Of Obedience is one of my favorite chapter in that book since I am always criticized of not knowing what is obedience. St. Benedict writes about three different degrees of obedience. For me, I have not even reached the first degree. Obedience is a virtue showing the “trust” in God and His people. Because of trust, one can be submissive immediately to his superior because the superior takes care of the souls, just as Lord in Heaven takes care of His people on earth.
I do not understand this for very long time, especially during the time when I am a student in philosophy department. Philosophy, especially the modern philosophy always teach us to “doubt” , especially “doubt” the authority. I cannot make to the Heaven without Church, which represent the God’s authority on earth. Once I was asked by some people whether I love “authority ” too much because I told them that I love Latin Mass. At that time, i did not give an answer. Now, after I read this passage, I can confidently say “Yes”.

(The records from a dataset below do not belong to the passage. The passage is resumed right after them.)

use std::sync::{
    atomic::{AtomicUsize, Ordering},
    Arc,
};

use async_trait::async_trait;
use hello_world_lambda::dispatch::RecordProcessor;
use hello_world_lambda::event::BatchRecord;
use hello_world_lambda::users::{InMemoryUserStore, UserService};
use hello_world_lambda::{Dispatcher, Response};
use serde_json::{json, Value};

fn http(method: &str, path: &str) -> Value {
    json!({
        "httpMethod": method,
        "path": path,
        "pathParameters": null,
        "queryStringParameters": null,
        "body": null
    })
}

fn message(resp: &Response) -> String {
    resp.body_json().unwrap()["message"]
        .as_str()
        .unwrap_or_default()
        .to_string()
}

fn sqs(bodies: &[&str]) -> Value {
    let records: Vec<Value> = bodies
        .iter()
        .enumerate()
        .map(|(i, body)| {
            json!({
                "messageId": format!("m-{i}"),
                "eventSource": "aws:sqs",
                "body": body
            })
        })
        .collect();
    json!({ "Records": records })
}

#[derive(Default)]
struct CountingProcessor {
    seen: AtomicUsize,
}

#[async_trait]
impl RecordProcessor for CountingProcessor {
    async fn process(&self, _record: &BatchRecord, _message: &Value) -> anyhow::Result<()> {
        self.seen.fetch_add(1, Ordering::SeqCst);
        Ok(())
    }
}

#[tokio::test]
async fn hello_returns_greeting() {
    let resp = Dispatcher::default().dispatch(http("GET", "/hello")).await;
    assert_eq!(resp.status_code, 200);
    assert_eq!(
        resp.body_json().unwrap(),
        json!({ "message": "Hello from Lambda!" })
    );
}

#[tokio::test]
async fn unrecognised_events_are_rejected() {
    let dispatcher = Dispatcher::default();
    for event in [
        json!({}),
        json!({ "path": "/hello" }),
        json!({ "source": "aws.s3" }),
        json!({ "Records": [] }),
        json!([1, 2, 3]),
    ] {
        let resp = dispatcher.dispatch(event).await;
        assert_eq!(resp.status_code, 400);
        assert_eq!(message(&resp), "Tipo de evento no soportado");
    }
}

#[tokio::test]
async fn unmatched_route_is_not_found() {
    let resp = Dispatcher::default().dispatch(http("GET", "/orders")).await;
    assert_eq!(resp.status_code, 404);
    assert_eq!(message(&resp), "Ruta no encontrada");
}

#[tokio::test]
async fn malformed_ids_are_bad_requests() {
    let dispatcher = Dispatcher::default();
    for id in ["0", "abc", "-1"] {
        let mut event = http("GET", &format!("/users/{id}"));
        event["pathParameters"] = json!({ "id": id });
        let resp = dispatcher.dispatch(event).await;
        assert_eq!(resp.status_code, 400, "id {id}");
        assert_eq!(
            message(&resp),
            "Bad Request - El id debe ser un numero mayor a 0"
        );
    }
}

#[tokio::test]
async fn unknown_user_is_null() {
    let mut event = http("GET", "/users/42");
    event["pathParameters"] = json!({ "id": "42" });

    let resp = Dispatcher::default().dispatch(event).await;
    assert_eq!(resp.status_code, 200);
    assert_eq!(resp.body, "null");
}

#[tokio::test]
async fn listing_is_idempotent_per_page() {
    let dispatcher = Dispatcher::default();
    let mut event = http("GET", "/users");
    event["queryStringParameters"] = json!({ "page": "3" });

    let first = dispatcher.dispatch(event.clone()).await;
    let second = dispatcher.dispatch(event).await;
    assert_eq!(first, second);
    assert_eq!(
        first.body_json().unwrap(),
        json!([
            { "id": 1, "name": "User 1 y llego el parametro page: 3" },
            { "id": 2, "name": "User 2" },
            { "id": 3, "name": "User 3" }
        ])
    );
}

#[tokio::test]
async fn created_user_is_retrievable() {
    let service = UserService::new(Arc::new(InMemoryUserStore::new()));
    let dispatcher = Dispatcher::with_service(service);

    let mut create = http("POST", "/users");
    create["body"] = json!(r#"{"name":"Alice"}"#);
    let created = dispatcher.dispatch(create).await;
    assert_eq!(created.status_code, 201);
    let id = created.body_json().unwrap()["id"].as_u64().unwrap();

    let mut get = http("GET", &format!("/user/{id}"));
    get["pathParameters"] = json!({ "id": id.to_string() });
    let found = dispatcher.dispatch(get).await;
    assert_eq!(found.status_code, 200);
    assert_eq!(found.body_json().unwrap(), json!({ "id": id, "name": "Alice" }));
}

#[tokio::test]
async fn create_without_name_is_a_server_error() {
    let mut event = http("POST", "/users");
    event["body"] = json!("{}");

    let resp = Dispatcher::default().dispatch(event).await;
    assert_eq!(resp.status_code, 500);
    assert_eq!(
        message(&resp),
        "Server Error - Error al procesar la solicitud"
    );
}

#[tokio::test]
async fn daily_schedule_is_recognised() {
    let resp = Dispatcher::default()
        .dispatch(json!({
            "source": "aws.events",
            "detail-type": "Scheduled Event",
            "resources": ["arn:aws:events:us-east-1:123456789012:rule/daily-user-check-every-day"]
        }))
        .await;
    assert_eq!(resp.status_code, 200);
    let body = resp.body_json().unwrap();
    assert_eq!(body["details"], "Este evento se ejecuta diariamente a las 5 AM");
    assert_eq!(body["name"], "daily-user-check-every-day");
}

#[tokio::test]
async fn unknown_schedule_is_acknowledged() {
    let resp = Dispatcher::default()
        .dispatch(json!({
            "source": "aws.events",
            "resources": ["arn:aws:events:us-east-1:123456789012:rule/unknown-thing"]
        }))
        .await;
    assert_eq!(resp.status_code, 200);
    assert_eq!(resp.body_json().unwrap()["details"], "Este evento es desconocido");
}

#[tokio::test]
async fn sqs_batch_is_processed() {
    let processor = Arc::new(CountingProcessor::default());
    let dispatcher = Dispatcher::default().with_record_processor(processor.clone());

    let resp = dispatcher
        .dispatch(sqs(&[r#"{"order":1}"#, r#"{"order":2}"#]))
        .await;
    assert_eq!(resp.status_code, 200);
    assert_eq!(message(&resp), "Mensajes de SQS procesados");
    assert_eq!(processor.seen.load(Ordering::SeqCst), 2);
}

#[tokio::test]
async fn invalid_record_fails_the_whole_batch() {
    let processor = Arc::new(CountingProcessor::default());
    let dispatcher = Dispatcher::default().with_record_processor(processor.clone());

    let resp = dispatcher.dispatch(sqs(&["not json", r#"{"ok":true}"#])).await;
    assert_eq!(resp.status_code, 500);
    assert!(message(&resp).starts_with("Error interno en el servidor, "));
    assert_eq!(processor.seen.load(Ordering::SeqCst), 0);
}

#[tokio::test]
async fn malformed_http_envelope_is_a_server_error() {
    let resp = Dispatcher::default()
        .dispatch(json!({ "httpMethod": "GET", "path": null }))
        .await;
    assert_eq!(resp.status_code, 500);
    assert!(message(&resp).starts_with("Error interno en el servidor"));
}

#[tokio::test]
async fn hello_ignores_non_string_body() {
    let mut event = http("GET", "/hello");
    event["body"] = json!({ "a": 1 });

    let resp = Dispatcher::default().dispatch(event).await;
    assert_eq!(resp.status_code, 200);
    assert_eq!(message(&resp), "Hello from Lambda!");
}

#[tokio::test]
async fn numeric_path_parameter_is_looked_up() {
    let mut event = http("GET", "/users/7");
    event["pathParameters"] = json!({ "id": 7 });

    let resp = Dispatcher::default().dispatch(event).await;
    assert_eq!(resp.status_code, 200);
    assert_eq!(resp.body, "null");
}

#[tokio::test]
async fn null_method_matches_no_route() {
    let dispatcher = Dispatcher::default();

    let resp = dispatcher
        .dispatch(json!({ "httpMethod": null, "path": "/orders" }))
        .await;
    assert_eq!(resp.status_code, 404);
    assert_eq!(message(&resp), "Ruta no encontrada");

    let resp = dispatcher
        .dispatch(json!({ "httpMethod": 1, "path": "/hello" }))
        .await;
    assert_eq!(resp.status_code, 404);
}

I am nothing without authority from God on this earth. Practice obedience is a kind of way to lay trust in God instead of oneself. As a lay person, I can practice “obedience” through reading Church teaching with a humble heart, spending more time listening than criticizing, mediating than discussing. I am lucky enough to have a good spiritual director. I should try to follow his instruction “closely” , “without delay” and ” without complain”. (for this point, I think all my friend know that I have not even reached the first level of obedient…lol..)
CHAPTER V Of Obedience
The first degree of humility is obedience without delay. This becometh those who, on account of the holy subjection which they have promised, or of the fear of hell, or the glory of life everlasting, hold nothing dearer than Christ. As soon as anything hath been commanded by the Superior they permit no delay in the execution, as if the matter had been commanded by God Himself. Of these the Lord saith: “At the hearing of the ear he hath obeyed Me” (Ps 17:45). And again He saith to the teachers: “He that heareth you heareth Me” (Lk 10:16).

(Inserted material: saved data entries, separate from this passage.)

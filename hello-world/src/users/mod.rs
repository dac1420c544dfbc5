//! Mock user backend: a process-lifetime store and the service operations on top of it.

pub mod model;
pub mod service;
pub mod store;

pub use model::{NewUser, User};
pub use service::UserService;
pub use store::{InMemoryUserStore, UserStore};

Such as these, therefore, instantly quitting their own work and giving up their own will, with hands disengaged, and leaving unfinished what they were doing, follow up, with the ready step of obedience, the work of command with deeds; and thus, as if in the same moment, both matters—the master’s command and the disciple’s finished work—are, in the swiftness of the fear of God, speedily finished together, whereunto the desire of advancing to eternal life urgeth them. They, therefore, seize upon the narrow way whereof the Lord saith: “Narrow is the way which leadeth to life” (Mt 7:14), so that, not living according to their own desires and pleasures but walking according to the judgment and will of another, they live in monasteries, and desire an Abbot to be over them. Such as these truly live up to the maxim of the Lord in which He saith: “I came not to do My own will, but the will of Him that sent Me” (Jn 6:38).
This obedience, however, will be acceptable to God and agreeable to men then only, if what is commanded is done without hesitation, delay, lukewarmness, grumbling or complaint, because the obedience which is rendered to Superiors is rendered to God. For He Himself hath said: “He that heareth you heareth Me” (Lk 10:16). And it must be rendered by the disciples with a good will, “for the Lord loveth a cheerful giver (2 Cor 9:7). ” For if the disciple obeyeth with an ill will, and murmureth, not only with lips but also in his heart, even though he fulfil the command, yet it will not be acceptable to God, who regardeth the heart of the murmurer. And for such an action he acquireth no reward; rather he incurreth the penalty of murmurers, unless he maketh satisfactory amendment.